Весь религиозный и мистический опыт Скрябина нельзя никак иначе назвать, как только тем, что на языке православной аскетики называется прельщением и одержанием злыми духами. Прельщение обычно заканчивается тем, что злой дух предлагает покончить жизнь самоубийством. Идеяфикс о самоубийстве затем претворилась у него в идею освобождения человека от оков земной жизни через дематериализацию – смерть мира. Идея смерти всего живого, исчезновения материи – центральная идея его «Мистерии».

Скрябин, конечно, мистик-таинник. Он горделиво заявляет: «Я пришел поведать Вам Тайну жизни, Тайну смерти, Тайну неба и земли». Но это декларация ничем не подтверждается, ибо он хранитель тайны магической технологии, а не тайны жизни. Он далек от тайны жизни, и гораздо ближе к тайне смерти. Тайну жизни он ищет в низкой, опустошительной эротике. Да и его магическая технология – это не технология умножения жизни, а ее уничтожения. Все его творчество (а оно, по его собственному признанию, началось только с «Мистерии») – это попытка создать новую музыкальную технологию, как он думал, преобразования мира.

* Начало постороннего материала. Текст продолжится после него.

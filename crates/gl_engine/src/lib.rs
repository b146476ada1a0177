//! # GL Engine
//!
//! A small support library for GLFW/OpenGL tutorial programs.
//!
//! ## Features
//!
//! - **Window Bootstrap**: GLFW initialization, OpenGL 3.3 core context
//!   creation, and function-pointer loading in one call
//! - **OpenGL Wrappers**: RAII handles for shader programs and static
//!   vertex meshes
//! - **Input Polling**: per-frame escape-key handling
//!
//! ## Quick Start
//!
//! ```rust,no_run
//! use gl_engine::prelude::*;
//!
//! fn main() {
//!     gl_engine::foundation::logging::init();
//!
//!     let mut window = match Window::new(800, 600, "LearnOpenGL") {
//!         Ok(window) => window,
//!         Err(err) => {
//!             log::error!("{err}");
//!             std::process::exit(-1);
//!         }
//!     };
//!
//!     while !window.should_close() {
//!         process_input(&mut window);
//!         opengl::clear(opengl::CLEAR_COLOR);
//!         window.swap_buffers();
//!         window.poll_events();
//!         for (_, event) in window.flush_events() {
//!             if let glfw::WindowEvent::FramebufferSize(width, height) = event {
//!                 opengl::set_viewport(width, height);
//!             }
//!         }
//!     }
//! }
//! ```

#![warn(missing_docs)]
#![warn(clippy::all, clippy::pedantic, clippy::nursery)]
#![allow(clippy::module_name_repetitions, clippy::similar_names)]

pub mod foundation;
pub mod input;
pub mod render;

/// Common imports for library users
pub mod prelude {
    pub use crate::{
        input::process_input,
        render::{
            opengl::{self, PositionMesh, ShaderProgram, CLEAR_COLOR},
            Window, WindowError, WindowResult,
        },
    };
}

Творчество Скрябина – яркий пример той двойственности, которая заложена в самой культуре, как плоде падшего человека. В этом смысле Скрябин оказался хорошим учеником Блаватской. Но превзошел и ее – она объявила спасителем человечества сатану, а Скрябин сделал им самого себя.

Однако оба через свой мистический опыт весьма убедительно доказали, что новая религия, приход которой они пророчили, будет сатанизмом. Сатанизм разрушает сакральное пространство – священную иерархию бытия, с точностью до наоборот переворачивая и переоценивая все элементы этой иерархии, а также всячески уводит все живое из сакрального времени, в котором совершается созревание и преображение всего живого для Вечности.

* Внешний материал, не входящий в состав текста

//! Shader compilation and program linking
//!
//! GLSL source compilation and program management following RAII patterns.
//! Compile and link failures are reported through the logger but do not
//! abort construction: the returned program id may be invalid, matching
//! the tutorial programs' behavior.

use gl::types::{GLchar, GLenum, GLint, GLsizei, GLuint};

/// Shader stage kind
#[derive(Debug, Clone, Copy, PartialEq, Eq)]
pub enum ShaderKind {
    /// Per-vertex stage
    Vertex,
    /// Per-fragment stage
    Fragment,
}

impl ShaderKind {
    const fn gl_enum(self) -> GLenum {
        match self {
            Self::Vertex => gl::VERTEX_SHADER,
            Self::Fragment => gl::FRAGMENT_SHADER,
        }
    }

    const fn label(self) -> &'static str {
        match self {
            Self::Vertex => "vertex",
            Self::Fragment => "fragment",
        }
    }
}

/// A compiled shader stage with RAII cleanup
///
/// Stage objects only live while a [`ShaderProgram`] is being built; they
/// are dropped (deleting the GL object) as soon as linking finishes.
pub struct ShaderStage {
    id: GLuint,
    kind: ShaderKind,
}

impl ShaderStage {
    /// Compile one stage from GLSL source.
    ///
    /// A failed compile is reported to the log together with the driver's
    /// info log; the stage object is kept either way.
    pub fn compile(kind: ShaderKind, source: &str) -> Self {
        let id = unsafe { gl::CreateShader(kind.gl_enum()) };

        // Pass pointer + length, so the source needs no NUL terminator
        let ptr = source.as_ptr().cast::<GLchar>();
        let len = source.len() as GLint;
        unsafe {
            gl::ShaderSource(id, 1, &ptr, &len);
            gl::CompileShader(id);
        }

        let mut status: GLint = 0;
        unsafe {
            gl::GetShaderiv(id, gl::COMPILE_STATUS, &mut status);
        }
        if status == 0 {
            log::error!(
                "{} shader compilation failed: {}",
                kind.label(),
                shader_info_log(id)
            );
        }

        Self { id, kind }
    }

    /// Stage kind this object was compiled as
    pub const fn kind(&self) -> ShaderKind {
        self.kind
    }
}

impl Drop for ShaderStage {
    fn drop(&mut self) {
        unsafe {
            gl::DeleteShader(self.id);
        }
    }
}

/// A linked vertex + fragment shader program with RAII cleanup
pub struct ShaderProgram {
    id: GLuint,
}

impl ShaderProgram {
    /// Compile both stages and link them into one program.
    ///
    /// The intermediate stage objects are deleted once linking finishes.
    /// Compile or link failures are reported to the log and the program
    /// id is kept regardless, so the returned program may be invalid.
    pub fn from_sources(vertex_source: &str, fragment_source: &str) -> Self {
        let vertex = ShaderStage::compile(ShaderKind::Vertex, vertex_source);
        let fragment = ShaderStage::compile(ShaderKind::Fragment, fragment_source);

        let id = unsafe { gl::CreateProgram() };
        unsafe {
            gl::AttachShader(id, vertex.id);
            gl::AttachShader(id, fragment.id);
            gl::LinkProgram(id);
        }

        let mut status: GLint = 0;
        unsafe {
            gl::GetProgramiv(id, gl::LINK_STATUS, &mut status);
        }
        if status == 0 {
            log::error!("shader program linking failed: {}", program_info_log(id));
        }

        // vertex and fragment drop here, releasing the stage handles
        Self { id }
    }

    /// Make this program the active one for subsequent draws
    pub fn bind(&self) {
        unsafe {
            gl::UseProgram(self.id);
        }
    }

    /// Raw program id
    pub const fn id(&self) -> GLuint {
        self.id
    }
}

impl Drop for ShaderProgram {
    fn drop(&mut self) {
        unsafe {
            gl::DeleteProgram(self.id);
        }
    }
}

fn shader_info_log(id: GLuint) -> String {
    let mut len: GLint = 0;
    unsafe {
        gl::GetShaderiv(id, gl::INFO_LOG_LENGTH, &mut len);
    }
    let mut buf = vec![0u8; len.max(0) as usize];
    let mut written: GLsizei = 0;
    unsafe {
        gl::GetShaderInfoLog(id, len, &mut written, buf.as_mut_ptr().cast::<GLchar>());
    }
    buf.truncate(written.max(0) as usize);
    clean_info_log(buf)
}

fn program_info_log(id: GLuint) -> String {
    let mut len: GLint = 0;
    unsafe {
        gl::GetProgramiv(id, gl::INFO_LOG_LENGTH, &mut len);
    }
    let mut buf = vec![0u8; len.max(0) as usize];
    let mut written: GLsizei = 0;
    unsafe {
        gl::GetProgramInfoLog(id, len, &mut written, buf.as_mut_ptr().cast::<GLchar>());
    }
    buf.truncate(written.max(0) as usize);
    clean_info_log(buf)
}

// Drivers pad info logs with NUL bytes and trailing newlines
fn clean_info_log(raw: Vec<u8>) -> String {
    String::from_utf8_lossy(&raw)
        .trim_end_matches(['\0', '\n', '\r', ' '])
        .to_owned()
}

#[cfg(test)]
mod tests {
    use super::*;

    /// Compile-time check: shader build never surfaces an error value.
    ///
    /// A failed compile or link logs a diagnostic and execution continues
    /// with the possibly-invalid program, so the constructor returns the
    /// program directly rather than a `Result`.
    #[test]
    fn test_from_sources_returns_program_not_result() {
        let _ctor: fn(&str, &str) -> ShaderProgram = ShaderProgram::from_sources;
    }

    #[test]
    fn test_info_log_strips_driver_padding() {
        assert_eq!(
            clean_info_log(b"0:2(1): error: syntax error\0\n".to_vec()),
            "0:2(1): error: syntax error"
        );
        assert_eq!(clean_info_log(Vec::new()), "");
    }

    #[test]
    fn test_stage_kinds_map_to_distinct_gl_enums() {
        assert_eq!(ShaderKind::Vertex.gl_enum(), gl::VERTEX_SHADER);
        assert_eq!(ShaderKind::Fragment.gl_enum(), gl::FRAGMENT_SHADER);
        assert_ne!(ShaderKind::Vertex.gl_enum(), ShaderKind::Fragment.gl_enum());
    }
}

Скрябин задумывал разрушить мир в его основах – в пространстве и времени, поэтому покушался на священную иерархию, поставив на место Бога человека (самого себя); и помещал эту «иерархию» в искусственно созданный им мир, выведенный полностью из сакрального времени, в мир, существующий только в его творческом воображении.

Но в скрябинском мистическом переживании содержания искусства мы должны отметить один очень важный момент – Скрябин, пусть и извращенно, но стремился своим творчеством преобразить мир, показать его в преображенном виде, ведь и разрушить его он пытался только для того, чтобы его преобразить.

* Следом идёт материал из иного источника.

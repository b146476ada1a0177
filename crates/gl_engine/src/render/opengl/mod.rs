//! Frame-level OpenGL operations
//!
//! Everything here issues raw GL calls and therefore requires a current
//! OpenGL context on the calling thread; [`crate::render::Window::new`]
//! establishes one.

pub mod mesh;
pub mod shader;

pub use mesh::PositionMesh;
pub use shader::{ShaderKind, ShaderProgram, ShaderStage};

/// Clear color shared by the tutorial programs (teal-gray).
pub const CLEAR_COLOR: [f32; 4] = [0.2, 0.3, 0.3, 1.0];

/// Viewport rectangle for a framebuffer of the given size.
///
/// The origin is always the lower-left corner (0,0); the size is exactly
/// the framebuffer size.
#[must_use]
pub const fn viewport_rect(width: i32, height: i32) -> [i32; 4] {
    [0, 0, width, height]
}

/// Match the viewport to the framebuffer dimensions.
///
/// Called on every framebuffer-resize event.
pub fn set_viewport(width: i32, height: i32) {
    let [x, y, w, h] = viewport_rect(width, height);
    unsafe {
        gl::Viewport(x, y, w, h);
    }
}

/// Clear the color buffer to the given color.
pub fn clear(color: [f32; 4]) {
    unsafe {
        gl::ClearColor(color[0], color[1], color[2], color[3]);
        gl::Clear(gl::COLOR_BUFFER_BIT);
    }
}

#[cfg(test)]
mod tests {
    use super::*;
    use approx::assert_relative_eq;

    #[test]
    fn test_clear_color_is_teal_gray() {
        assert_relative_eq!(CLEAR_COLOR[0], 0.2);
        assert_relative_eq!(CLEAR_COLOR[1], 0.3);
        assert_relative_eq!(CLEAR_COLOR[2], 0.3);
        assert_relative_eq!(CLEAR_COLOR[3], 1.0);
    }

    #[test]
    fn test_viewport_origin_is_fixed() {
        let [x, y, w, h] = viewport_rect(800, 600);
        assert_eq!((x, y), (0, 0));
        assert_eq!((w, h), (800, 600));
    }

    #[test]
    fn test_viewport_tracks_resize_exactly() {
        assert_eq!(viewport_rect(1, 1), [0, 0, 1, 1]);
        assert_eq!(viewport_rect(1920, 1080), [0, 0, 1920, 1080]);
        // Minimized windows report a zero-sized framebuffer
        assert_eq!(viewport_rect(0, 0), [0, 0, 0, 0]);
    }
}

Скрябин был обманут – преображения не состоялось, произошло только саморазрушение. Обольщение, подобное скрябинскому, невозможно без демонической спекуляции подлинными ценностями. И здесь заключена великая тайна культуры и, в частности, искусства – стремление к преображению есть его двигатель, даже и в случае спекуляции. Святые отцы называли страсти извращенными добродетелями, поэтому даже извращение, как подобие реальности, возможно только из добродетели. И, соответственно, подлинный смысл творчества мы можем увидеть только в этом его стремлении к преображенной жизни.